Spring is the perfect time to do an animal study with your kids. The increase in activity after the winter months provides opportunities to see more animals in nature than at any other time of year.
What better way to begin an animal study than picture books? Sure, picture books tend to personify animals, but good ones also provide insight into where animals live, what they like, and what behaviors we can expect from them.
Using Picture Books for Animal Study
Have your kids ever wondered why bears hibernate or how they make such good fishermen? Perhaps they’re interested in where frogs and toads go in winter. Maybe they’re curious about the habits of rabbits and squirrels, or wonder why owls are nocturnal. Planning a nature study that begins with a picture book can help answer their questions.
Engaging your kids with a story about an animal can spark their interest in actually learning about the animal.
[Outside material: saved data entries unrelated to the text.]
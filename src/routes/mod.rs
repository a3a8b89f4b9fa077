use crate::config::AppState;
use axum::http::Method;
use axum::Router;
use tower_http::cors::{Any, CorsLayer};
use tower_http::services::ServeDir;
use tower_http::trace::TraceLayer;

pub mod article_route;
pub mod gallery_route;
pub mod tag_route;

pub fn create_routes(state: AppState) -> Router<AppState> {
    let cors = CorsLayer::new()
        .allow_methods([
            Method::GET,
            Method::POST,
            Method::OPTIONS,
            Method::PUT,
            Method::DELETE,
        ])
        .allow_origin(Any)
        .allow_headers(Any);

    // API JSON boleh diakses lintas origin; halaman admin tidak
    let api = Router::new()
        .nest("/articles", article_route::article_routes())
        .nest("/tags", tag_route::tag_api_routes())
        .nest("/gallery", gallery_route::gallery_api_routes())
        .route("/health", axum::routing::get(crate::handlers::health_check_handler))
        .layer(cors);

    Router::new()
        .nest("/admin/gallery", gallery_route::gallery_admin_routes(&state))
        .nest("/admin/tags", tag_route::tag_admin_routes())
        .nest("/api", api)
        .nest_service("/storage", ServeDir::new(state.storage.root()))
        .layer(TraceLayer::new_for_http())
}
It can make them avid to learn more and help them make connections they might not otherwise make.
You can then add in nonfiction books, living books, printables. and unit studies to teach them more. Then take a nature walk and look for clues that could lead to sighting the animals you’ve discussed.
Not keen on sighting a bear in the wild or don’t live in an area inhabited by the animal you’re studying? Take a field trip to a zoo or local farm and see the animals safely. But always start out with a cuddle and a read. It’s not only good for learning, it’s good for your relationship with your kids.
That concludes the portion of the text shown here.